I was almost home from my morning walk, when I heard a cat meowing. Most cats don’t meow unless they have something to say, so I looked around and saw a pure white Persian beauty standing on his hind legs scratching at his front door and meowing to get in. 

 I waited. No one came to the door. I hate old ladies who interfere where they have no business, but I decided to be one anyway. I walked up to the cat and patted him.  He had one blue eye and one green one. He gave me a rollover and I scratched his stomach. “Meow,” he said. “O.K.” I said. “I’ll ring the bell even though I’m not the kind of old lady who usually does things like this.”

The woman who answered the door look definitely upset and grudgingly opened the door for her cat, who ran in quickly before she could change her mind. The woman’s hair was droopy, her face looked as if she smoked too much and she barely answered my embarrassed, “I hope you don’t mind - I heard your cat meowing and I ---” before she closed the door firmly. After this, I thought, I’ll mind my own business. 

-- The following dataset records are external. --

//! Character Screens
//!
//! Census files must be uppercase, single-byte, without accents. The
//! file-wide screen works on raw bytes; the strict field rule works on the
//! decoded fields of one phase's records.

use std::sync::LazyLock;

use regex::bytes::Regex as BytesRegex;
use regex::Regex;

use crate::parser::LineRecord;
use crate::validation::report::{Rule, Severity, ValidationError};

static LOWERCASE_OR_HIGH_BYTE: LazyLock<BytesRegex> = LazyLock::new(|| {
    BytesRegex::new(r"(?-u)[a-z\x80-\xFF]").expect("byte screen pattern is valid")
});

static LOWERCASE_OR_NON_ASCII: LazyLock<Regex> =
    LazyLock::new(|| Regex::new(r"[a-z]|[^\x00-\x7F]").expect("field screen pattern is valid"));

/// Screen raw file bytes, one warning per offending line
pub fn screen_bytes(raw: &[u8]) -> Vec<ValidationError> {
    raw.split(|&b| b == b'\n')
        .enumerate()
        .filter_map(|(idx, line)| {
            let found = LOWERCASE_OR_HIGH_BYTE.find(line)?;
            let byte = line[found.start()];
            let shown = if byte.is_ascii() {
                (byte as char).to_string()
            } else {
                format!("0x{:02X}", byte)
            };
            let record_type = String::from_utf8_lossy(line)
                .split('|')
                .next()
                .unwrap_or_default()
                .trim()
                .to_string();

            Some(
                ValidationError::new(
                    Rule::InvalidCharacter,
                    idx + 1,
                    record_type,
                    format!(
                        "Invalid character {} at column {}: only uppercase letters without accents are accepted",
                        shown,
                        found.start() + 1
                    ),
                )
                .with_value(shown)
                .with_severity(Severity::Warning),
            )
        })
        .collect()
}

/// Strict field rule: one error per field holding lowercase or non-ASCII text
pub fn screen_fields(record: &LineRecord, exempt: &[usize]) -> Vec<ValidationError> {
    record
        .fields
        .iter()
        .enumerate()
        .filter(|(idx, value)| !exempt.contains(idx) && LOWERCASE_OR_NON_ASCII.is_match(value))
        .map(|(idx, value)| {
            ValidationError::new(
                Rule::InvalidCharacterPhaseTwo,
                record.line,
                &record.record_type,
                format!(
                    "Field {} of record {} contains lowercase or accented characters",
                    idx + 1,
                    record.record_type
                ),
            )
            .with_field(idx + 1)
            .with_value(value)
        })
        .collect()
}
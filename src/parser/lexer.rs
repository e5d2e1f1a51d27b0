//! Census Line Tokenizer
//!
//! Splits a pipe-delimited census line into its ordered field values.
//! No knowledge of record layouts lives here.

/// Field delimiter used by every census record
pub const FIELD_DELIMITER: char = '|';

/// Tokenize a census line into trimmed field values
///
/// A blank (or whitespace-only) line yields no fields at all, so callers can
/// skip it without it consuming a sequence position. Empty fields between
/// delimiters are kept: they count towards the record's field count.
pub fn tokenize_line(line: &str) -> Vec<String> {
    let line = line.trim();
    if line.is_empty() {
        return Vec::new();
    }

    line.split(FIELD_DELIMITER)
        .map(|field| field.trim().to_string())
        .collect()
}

Well, I wouldn’t have interfered if I hadn’t become a fierce cat lover three years ago when my daughter, who had never liked cats either and didn’t understand why people kept three or four of them in their apartments, changed her mind and got a sweet little kitten, whom she named Pandora.

One touch of the soft, velvety fur of that affectionate kitten and I was hooked. Cats are so clean and so easy to take care of. You don’t have to train them because they have the sense to go to their litter boxes as soon as they find out where they are. If you keep them indoors you don’t have to worry about ticks and fleas. 

You’ll think I’m nuts, but that little cat knew that Kyle was blind. I saw her stand in front of Kyle and when my daughter didn’t know she was there, she would touch Kyle’s leg with her paw to tell her.

 My favorite story is the time Kyle had her blond hair highlighted and when she came home and sat down in her favorite chair, Pandora jumped up on her lap, put one paw on her shoulder and with the other, lightly patted her hair, as if to say, “You look great!”

 Now, if you aren’t a cat lover, you’ll just think this is all ridiculous, and I don’t blame you. Before I met Pandora I couldn’t understand people who spend thousands of dollars when their pets are sick. I couldn’t understand having to worry about an animal if you wanted to go away. It’s hard enough to find baby sitters when you have little children, but to deliberately complicate your life with a cat or dog seemed idiotic to me.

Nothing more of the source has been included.